I say I'll see what I can do -- but I doubt that anything good will come of it. The campaign trail long ago evolved into an artificial world of self-involved bullshit, a see-no-evil/hear-no-evil parade of pristine, patriotically engaged Americana, where everyone looks nice, a bunch of Ivy League newspaper guys make up the story lines, and you never see the bad stuff.
What Thompson offers is a chance to drag the presidency itself into that bubble, leaving ugly reality behind. His campaign is basically a referendum on what America wants out of its president. Do we want an executive who solves problems and tackles issues, making decisions that are grounded in reality? Or do we want a lead actor to star in a television show about a fantasy America of our own creation, an America where poverty and war and insecurity can be solved simply by keeping them off camera?
That is a heavy, heavy question, a theme straight out of dystopian fiction, and those of us who would vote for reality should be chilled by Thompson because we know that even if America votes for the fantasy, someone is still going to be running the reality.
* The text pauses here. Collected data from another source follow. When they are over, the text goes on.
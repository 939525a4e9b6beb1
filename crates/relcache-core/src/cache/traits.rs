//! Cache trait.

use crate::error::{CacheError, Result};
use crate::value::{CacheValue, Key};

/// Callback producing a value for a missing key.
pub type ComputeFn<'a> = &'a mut dyn FnMut() -> Result<CacheValue>;

/// Scoped key-value cache.
///
/// A key lives under a scope. Backends with a single namespace accept
/// `None` as the scope; the relational backends require one.
/// All operations are synchronous and block until the backend answers.
pub trait Cache: Send {
    /// Backend name used in errors.
    fn backend(&self) -> &'static str;

    fn exists(&mut self, key: &Key, scope: Option<&Key>) -> Result<bool>;

    /// Stored value, or `None` if the key is absent.
    fn fetch(&mut self, key: &Key, scope: Option<&Key>) -> Result<Option<CacheValue>>;

    /// Stored value, or `default` if the key is absent.
    fn fetch_or(
        &mut self,
        key: &Key,
        scope: Option<&Key>,
        default: CacheValue,
    ) -> Result<CacheValue> {
        Ok(self.fetch(key, scope)?.unwrap_or(default))
    }

    /// Insert or overwrite a value.
    fn set(&mut self, key: &Key, value: &CacheValue, scope: Option<&Key>) -> Result<bool>;

    /// Overwrite a value, returning the previous one when the backend
    /// tracks it. The default is a plain [`Cache::set`] returning `None`.
    fn update(
        &mut self,
        key: &Key,
        value: &CacheValue,
        scope: Option<&Key>,
    ) -> Result<Option<CacheValue>> {
        self.set(key, value, scope)?;
        Ok(None)
    }

    /// Delete a value. Deleting an absent key is not an error.
    fn pop(&mut self, key: &Key, scope: Option<&Key>) -> Result<()>;

    /// Fetch a value, or compute and store it when absent.
    ///
    /// Without `compute` this is [`Cache::fetch`]. The check and the store
    /// are separate calls, so concurrent callers may both compute.
    fn get(
        &mut self,
        key: &Key,
        scope: Option<&Key>,
        compute: Option<ComputeFn<'_>>,
    ) -> Result<Option<CacheValue>> {
        let compute = match compute {
            Some(compute) if !self.exists(key, scope)? => compute,
            _ => return self.fetch(key, scope),
        };
        let value = compute()?;
        self.set(key, &value, scope)?;
        Ok(Some(value))
    }

    fn scopes(&mut self) -> Result<Vec<Key>> {
        Err(CacheError::Unsupported {
            operation: "scopes",
            backend: self.backend(),
        })
    }

    fn keys(&mut self, _scope: Option<&Key>) -> Result<Vec<Key>> {
        Err(CacheError::Unsupported {
            operation: "keys",
            backend: self.backend(),
        })
    }
}
//! One table shared by every scope.
//!
//! The leading unique columns hold the scope and the trailing ones hold the
//! key, so a cache entry's unique tuple is `scope ++ key`.

use super::engine::RelationalEngine;
use super::store::{Addressing, RelationalStore};
use super::table::{SingleTableConfig, TableConfig};
use crate::config::StoreOptions;
use crate::error::{CacheError, Result};
use crate::value::{Key, Value};
use std::path::Path;
use std::sync::Arc;
use tracing::info;

/// Addressing over a [`SingleTableConfig`].
#[derive(Debug)]
pub struct SingleTable {
    layout: SingleTableConfig,
    config: Arc<TableConfig>,
}

/// Cache with every scope in one table.
pub type SingleTableCache = RelationalStore<SingleTable>;

impl SingleTable {
    pub fn new(layout: SingleTableConfig) -> Self {
        let config = Arc::new(layout.table_config().clone());
        Self { layout, config }
    }

    pub fn layout(&self) -> &SingleTableConfig {
        &self.layout
    }

    fn scope_tuple(&self, scope: Option<&Key>) -> Result<Vec<Value>> {
        let scope = scope.ok_or(CacheError::MissingArgument("scope"))?;
        scope.to_tuple(self.layout.scope_columns().len(), "scope")
    }
}

impl Addressing for SingleTable {
    fn resolve(
        &mut self,
        _engine: &mut RelationalEngine,
        key: &Key,
        scope: Option<&Key>,
    ) -> Result<(Arc<TableConfig>, Vec<Value>)> {
        let mut tuple = self.scope_tuple(scope)?;
        tuple.extend(key.to_tuple(self.layout.key_columns().len(), "key")?);
        Ok((Arc::clone(&self.config), tuple))
    }

    fn scopes(&mut self, engine: &mut RelationalEngine) -> Result<Vec<Key>> {
        let rows = engine.select_rows(&self.config, None, self.layout.scope_columns(), true)?;
        Ok(rows.into_iter().map(Key::from_tuple).collect())
    }

    fn keys(&mut self, engine: &mut RelationalEngine, scope: Option<&Key>) -> Result<Vec<Key>> {
        let scope = self.scope_tuple(scope)?;
        let rows = engine.select_rows(
            &self.config,
            Some(&scope),
            self.layout.key_columns(),
            false,
        )?;
        Ok(rows.into_iter().map(Key::from_tuple).collect())
    }

    fn clear_scope(&mut self, engine: &mut RelationalEngine, scope: &Key) -> Result<()> {
        let scope = self.scope_tuple(Some(scope))?;
        engine.delete_rows(Some(&scope), &self.config)
    }
}

impl RelationalStore<SingleTable> {
    /// Create the shared table if needed and build the cache on `engine`.
    pub fn create(mut engine: RelationalEngine, layout: SingleTableConfig) -> Result<Self> {
        engine.create_tables(&[layout.table_config()])?;
        info!(
            "Using shared table {} ({} scope columns)",
            layout.table_config().table(),
            layout.scope_columns().len()
        );
        Ok(RelationalStore::from_parts(engine, SingleTable::new(layout)))
    }

    /// Open a SQLite database holding the shared table.
    pub fn open_sqlite(
        path: impl AsRef<Path>,
        layout: SingleTableConfig,
        options: &StoreOptions,
    ) -> Result<Self> {
        let engine = RelationalEngine::open_sqlite(path, options)?;
        Self::create(engine, layout)
    }
}
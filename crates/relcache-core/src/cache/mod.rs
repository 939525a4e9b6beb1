//! Top-level cache contract and its non-relational variants.
//!
//! Every backend implements [`Cache`]. [`BackendRegistry`] builds a backend
//! from a URI such as `sqlite:///var/cache/app.db` or `memory://`.

mod memory;
mod traits;
mod uri;

pub use memory::MemoryCache;
pub use traits::{Cache, ComputeFn};
pub use uri::{BackendConstructor, BackendRegistry};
In the case of Thompson, that someone would be a slick frontman who might play the part of a Goldwater small-government Republican but in reality has made his living as an extravagantly paid pimp for government welfare. As a professional lobbyist in the 1980s, Thompson worked on behalf of Westinghouse, which was seeking billions in federal subsidies for nuclear power plants. (He conveniently leaves that part of his past out when, in his campaign speeches, he mentions nuclear power as one of the "other fuels" that "have to be part of the solution.") He also lobbied for the deregulation of the savings-and-loan business -- a Reagan-era move that helped lead to the infamous collapse of the industry. And between 2004 and 2006 he earned $760,000 lobbying to cut the asbestos liability of Lloyd's of London.
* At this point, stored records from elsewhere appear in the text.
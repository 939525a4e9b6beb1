//! PostgreSQL dialect.

use super::{ParamStyle, SqlBuilder};
use crate::config::EngineConfig;
use crate::relational::operation::Operation;

/// Statement builder for PostgreSQL.
///
/// Printf-style markers are always `%s`, the type is left to the driver.
#[derive(Debug, Clone, Copy)]
pub struct PostgresBuilder {
    style: ParamStyle,
}

impl PostgresBuilder {
    /// Builder using `$1` placeholders, as the native driver expects.
    pub fn new() -> Self {
        Self::with_param_style(ParamStyle::Dollar)
    }

    pub fn with_param_style(style: ParamStyle) -> Self {
        Self { style }
    }
}

impl Default for PostgresBuilder {
    fn default() -> Self {
        Self::new()
    }
}

impl SqlBuilder for PostgresBuilder {
    fn dialect(&self) -> &'static str {
        "postgresql"
    }

    fn param_style(&self) -> ParamStyle {
        self.style
    }

    fn default_column_type(&self, _unique: bool) -> &'static str {
        EngineConfig::POSTGRES_DEFAULT_COLUMN_TYPE
    }

    fn typed_format_placeholders(&self) -> bool {
        false
    }

    fn build_select_all_tables(&self) -> Operation {
        Operation::new(
            "SELECT tablename FROM pg_tables \
             WHERE schemaname = current_schema() ORDER BY tablename",
        )
    }

    fn build_select_table_columns(&self, table: &str, unique_only: bool) -> Operation {
        if unique_only {
            Operation::new(format!(
                "SELECT a.attname FROM pg_index i \
                 JOIN pg_attribute a ON a.attrelid = i.indrelid AND a.attnum = ANY(i.indkey) \
                 WHERE i.indrelid = '{}'::regclass AND i.indisprimary \
                 ORDER BY array_position(i.indkey::int2[], a.attnum)",
                table
            ))
        } else {
            Operation::new(format!(
                "SELECT column_name FROM information_schema.columns \
                 WHERE table_schema = current_schema() AND table_name = '{}' \
                 ORDER BY ordinal_position",
                table
            ))
        }
    }

    fn column_name_index(&self, _unique_only: bool) -> usize {
        0
    }
}

#[cfg(test)]
mod tests {
    use super::*;
    use crate::relational::table::TableConfig;
    use crate::value::{Row, Value};

    #[test]
    fn test_upsert_dollar() {
        let config = TableConfig::new("b", ["eid"], ["eid", "status"]).unwrap();
        let values: Row = [("status".to_string(), Value::from("ok"))].into_iter().collect();
        let op = PostgresBuilder::new()
            .build_upsert(&config, &[Value::from(7)], &values)
            .unwrap();
        assert_eq!(
            op.statement,
            "INSERT INTO b (eid, status) VALUES ($1, $2) \
             ON CONFLICT (eid) DO UPDATE SET status = $2"
        );
        assert_eq!(op.parameters.len(), 2);
    }

    #[test]
    fn test_format_is_untyped() {
        let config = TableConfig::new("b", ["eid"], ["status"]).unwrap();
        let op = PostgresBuilder::with_param_style(ParamStyle::Format)
            .build_delete(&config, Some(&[Value::from(7)]))
            .unwrap();
        assert_eq!(op.statement, "DELETE FROM b WHERE eid = %s");
    }

    #[test]
    fn test_primary_key_columns_in_key_order() {
        let op = PostgresBuilder::new().build_select_table_columns("b", true);
        assert!(op.statement.contains("indisprimary"));
        assert!(op.statement.contains("array_position"));
    }
}
//! Error types for relcache.
//!
//! Errors fall into three groups:
//! - configuration errors, raised before any SQL reaches the database;
//! - backend errors, which wrap the driver error unmodified as their source;
//! - not-supported errors, for operations a backend refuses to perform.

use std::path::PathBuf;
use thiserror::Error;

/// Main error type for the relcache library.
#[derive(Debug, Error)]
pub enum CacheError {
    // Configuration errors
    #[error("Duplicated scope: {scope}")]
    DuplicateScope { scope: String },

    #[error("Duplicated table: {table}")]
    DuplicateTable { table: String },

    #[error("Unsupported parameter style: {style}")]
    UnsupportedParamStyle { style: String },

    #[error("Value adapter expects {expected} column(s), got {actual}")]
    AdapterMismatch { expected: usize, actual: usize },

    #[error("Missing required argument: {0}")]
    MissingArgument(&'static str),

    #[error("Expected a {what} of {expected} column(s), got {actual}")]
    KeyArity {
        what: &'static str,
        expected: usize,
        actual: usize,
    },

    #[error("New scope is not allowed: {scope}")]
    ScopeNotAllowed { scope: String },

    #[error("Scope factory returned config for {configured}, requested {requested}")]
    ScopeConflict { requested: String, configured: String },

    #[error("Key {key} is different from value {value} of column {column}")]
    KeyConflict {
        column: String,
        key: String,
        value: String,
    },

    #[error("Invalid table config for {table}: {message}")]
    InvalidTableConfig { table: String, message: String },

    #[error("Invalid value: {message}")]
    InvalidValue { message: String },

    #[error("Invalid cache URI: {uri}")]
    InvalidUri { uri: String },

    #[error("No backend registered for scheme: {scheme}")]
    UnknownScheme { scheme: String },

    #[error("Configuration error: {message}")]
    Config { message: String },

    // Backend errors
    #[error("Database error: {message}")]
    Database {
        message: String,
        #[source]
        source: Option<rusqlite::Error>,
    },

    #[cfg(feature = "postgres")]
    #[error("PostgreSQL error: {0}")]
    Postgres(#[from] postgres::Error),

    #[cfg(feature = "mysql")]
    #[error("MySQL error: {0}")]
    Mysql(#[from] mysql::Error),

    #[error("IO error at {path:?}: {message}")]
    Io {
        message: String,
        path: Option<PathBuf>,
        #[source]
        source: Option<std::io::Error>,
    },

    #[error("JSON error: {message}")]
    Json {
        message: String,
        #[source]
        source: Option<serde_json::Error>,
    },

    // Not-supported errors
    #[error("{operation} is not supported by the {backend} backend")]
    Unsupported {
        operation: &'static str,
        backend: &'static str,
    },
}

/// Result type alias for relcache operations.
pub type Result<T> = std::result::Result<T, CacheError>;

impl From<rusqlite::Error> for CacheError {
    fn from(err: rusqlite::Error) -> Self {
        CacheError::Database {
            message: err.to_string(),
            source: Some(err),
        }
    }
}

impl From<std::io::Error> for CacheError {
    fn from(err: std::io::Error) -> Self {
        CacheError::Io {
            message: err.to_string(),
            path: None,
            source: Some(err),
        }
    }
}

impl From<serde_json::Error> for CacheError {
    fn from(err: serde_json::Error) -> Self {
        CacheError::Json {
            message: err.to_string(),
            source: Some(err),
        }
    }
}

impl CacheError {
    /// Create an IO error with path context.
    pub fn io_with_path(err: std::io::Error, path: impl Into<PathBuf>) -> Self {
        CacheError::Io {
            message: err.to_string(),
            path: Some(path.into()),
            source: Some(err),
        }
    }

    /// Create an invalid-value error.
    pub fn invalid_value(message: impl Into<String>) -> Self {
        CacheError::InvalidValue {
            message: message.into(),
        }
    }

    /// Check if this error was raised by configuration checks.
    ///
    /// These are never retried: the same call fails the same way again.
    pub fn is_configuration_error(&self) -> bool {
        matches!(
            self,
            CacheError::DuplicateScope { .. }
                | CacheError::DuplicateTable { .. }
                | CacheError::UnsupportedParamStyle { .. }
                | CacheError::AdapterMismatch { .. }
                | CacheError::MissingArgument(_)
                | CacheError::KeyArity { .. }
                | CacheError::ScopeNotAllowed { .. }
                | CacheError::ScopeConflict { .. }
                | CacheError::KeyConflict { .. }
                | CacheError::InvalidTableConfig { .. }
                | CacheError::InvalidValue { .. }
                | CacheError::InvalidUri { .. }
                | CacheError::UnknownScheme { .. }
                | CacheError::Config { .. }
        )
    }

    /// Check if this error came from the underlying database driver.
    pub fn is_backend_error(&self) -> bool {
        match self {
            CacheError::Database { .. } => true,
            #[cfg(feature = "postgres")]
            CacheError::Postgres(_) => true,
            #[cfg(feature = "mysql")]
            CacheError::Mysql(_) => true,
            _ => false,
        }
    }
}
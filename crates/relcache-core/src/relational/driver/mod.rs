//! Database connections behind the relational engine.
//!
//! A [`DbConnection`] executes [`Operation`]s against one physical connection
//! and hands result rows back as [`Value`] records. SQLite is always built;
//! PostgreSQL and MySQL sit behind the `postgres` and `mysql` features.

mod sqlite;

#[cfg(feature = "mysql")]
mod mysql;
#[cfg(feature = "postgres")]
mod postgres;

pub use sqlite::SqliteConnection;

#[cfg(feature = "mysql")]
pub use self::mysql::MysqlConnection;
#[cfg(feature = "postgres")]
pub use self::postgres::PostgresConnection;

use super::builder::ParamStyle;
use super::operation::Operation;
use crate::error::Result;
use crate::value::Value;

/// One result row, in select-column order.
pub type Record = Vec<Value>;

/// Which cursor runs an operation.
#[derive(Debug, Clone, Copy, PartialEq, Eq)]
pub enum CursorMode {
    /// The long-lived cursor used for sequential reads.
    Shared,
    /// A short-lived cursor, used for writes and schema changes.
    Fresh,
}

/// How many rows to pull back after executing.
#[derive(Debug, Clone, Copy, PartialEq, Eq)]
pub enum FetchSize {
    None,
    One,
    All,
    /// At most this many rows.
    Many(usize),
}

impl FetchSize {
    /// Whether another row should be pulled when `fetched` rows are held.
    pub fn wants_more(&self, fetched: usize) -> bool {
        match self {
            FetchSize::None => false,
            FetchSize::One => fetched < 1,
            FetchSize::All => true,
            FetchSize::Many(n) => fetched < *n,
        }
    }
}

/// A physical database connection.
pub trait DbConnection: Send {
    /// Backend name, for logs and errors.
    fn backend(&self) -> &'static str;

    /// Whether the driver can bind parameters rendered in `style`.
    fn supports_param_style(&self, style: ParamStyle) -> bool;

    /// Execute one bound statement and fetch up to `fetch` rows.
    fn execute(&mut self, op: &Operation, cursor: CursorMode, fetch: FetchSize)
        -> Result<Vec<Record>>;

    /// Execute a `;`-separated batch. Batches never carry parameters.
    fn execute_many(&mut self, op: &Operation) -> Result<()>;

    fn commit(&mut self) -> Result<()>;

    /// Release the connection.
    fn close(self: Box<Self>) -> Result<()>;
}

#[cfg(test)]
mod tests {
    use super::*;

    #[test]
    fn test_fetch_size_limits() {
        assert!(!FetchSize::None.wants_more(0));
        assert!(FetchSize::One.wants_more(0));
        assert!(!FetchSize::One.wants_more(1));
        assert!(FetchSize::Many(3).wants_more(2));
        assert!(!FetchSize::Many(3).wants_more(3));
        assert!(FetchSize::All.wants_more(1000));
    }
}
Thompson is frequently compared to Ronald Reagan, with plenty of justice. Like Thompson, Reagan projected for voters a fantasy America, one that didn't need to feel bad about Watergate and could still kick ass, despite having just been whipped by 2 million pajama-clad Vietnamese. But underneath Reagan's goofy cowboy act was a raging ideologue, a deadly serious political force that also pitched to voters grandiose dreams of endless riches and world conquest. The dream America bought from Reagan was wrongheaded and stupid, but it was at least a big dream, a dream commensurate with the breadth and power of the American empire. The people who bought it were mean and overconfident, but they were at least still living on planet Earth.
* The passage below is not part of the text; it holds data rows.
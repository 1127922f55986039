//! Adapters for logging revealed faces through `slog`.
//!
//! This module connects [`Revealable`] with `slog` by providing a `slog::Value`
//! that serializes the revealed form of a value as structured JSON via `slog`'s
//! nested-value support.
//!
//! It is responsible for:
//! - Ensuring the logged representation is taken after revealing a face, never
//!   from the original value.
//! - Avoiding fallible logging APIs: serialization failures are represented as
//!   placeholder strings rather than propagated as errors.
//!
//! It does not configure `slog` or choose which face a log line should carry.

use serde::Serialize;
use serde_json::Value as JsonValue;
use slog::{Key, Record, Result as SlogResult, Serializer, Value as SlogValue};

use crate::{face::Face, reveal::Revealable};

/// Placeholder emitted when the revealed value cannot be turned into JSON.
pub const SERIALIZATION_FAILED: &str = "Failed to serialize revealed value";

/// A `slog::Value` that emits an owned revealed payload as structured JSON.
///
/// This type does not return serialization errors to `slog`; if converting the
/// revealed output into a JSON value fails, it falls back to a JSON string value.
pub struct RevealedJson {
    value: JsonValue,
}

impl RevealedJson {
    fn new(value: JsonValue) -> Self {
        Self { value }
    }

    fn from_revealed<T: Serialize>(revealed: &T) -> Self {
        let json_value = serde_json::to_value(revealed)
            .unwrap_or_else(|_| JsonValue::String(SERIALIZATION_FAILED.to_string()));
        Self::new(json_value)
    }

    /// The JSON payload that will be logged.
    pub fn as_json(&self) -> &JsonValue {
        &self.value
    }
}

impl SlogValue for RevealedJson {
    fn serialize(
        &self,
        record: &Record<'_>,
        key: Key,
        serializer: &mut dyn Serializer,
    ) -> SlogResult {
        let nested = slog::Serde(self.value.clone());
        SlogValue::serialize(&nested, record, key, serializer)
    }
}

/// Converts values into a `slog::Value` that logs one of their faces as JSON.
///
/// ## Example
/// ```ignore
/// use faces::slog::IntoRevealedJson;
///
/// info!(logger, "signup"; "user" => user.into_revealed_json(["public"]));
/// ```
pub trait IntoRevealedJson: Revealable + Serialize + Sized {
    /// Reveals the face made of `tags` on `self` and captures the result as JSON.
    ///
    /// As with [`crate::reveal`], no tags means the value is logged unchanged.
    fn into_revealed_json<I, S>(self, tags: I) -> RevealedJson
    where
        I: IntoIterator<Item = S>,
        S: AsRef<str>,
    {
        RevealedJson::from_revealed(&self.revealed(tags))
    }

    /// Like [`IntoRevealedJson::into_revealed_json`], but reveals an existing [`Face`].
    fn into_revealed_json_face(self, face: &Face) -> RevealedJson {
        let mut revealed = self;
        revealed.reveal_face(face);
        RevealedJson::from_revealed(&revealed)
    }

    /// Like [`IntoRevealedJson::into_revealed_json`], but borrows `self` and clones it first.
    fn to_revealed_json<I, S>(&self, tags: I) -> RevealedJson
    where
        Self: Clone,
        I: IntoIterator<Item = S>,
        S: AsRef<str>,
    {
        self.clone().into_revealed_json(tags)
    }

    /// Like [`IntoRevealedJson::to_revealed_json`], but reveals an existing [`Face`].
    fn to_revealed_json_face(&self, face: &Face) -> RevealedJson
    where
        Self: Clone,
    {
        self.clone().into_revealed_json_face(face)
    }
}

impl<T> IntoRevealedJson for T where T: Revealable + Serialize {}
What Thompson is selling is escapism, pure and simple. He's selling America not as a vast adventure epic but as a timid, forty-seven-minute made-for-cable movie about a folksy small-town dad -- a fantasy that makes no sense at all in the context of a massive militarized oligarchy currently occupying half the world's deserts on borrowed money.
The people who are buying this fantasy are buying out of fear, because they can't bear to look anymore. They've simply given up trying to deal. If Thompson wins -- and he very well might -- that's what it'll be: total surrender. The lowest we've ever sunk.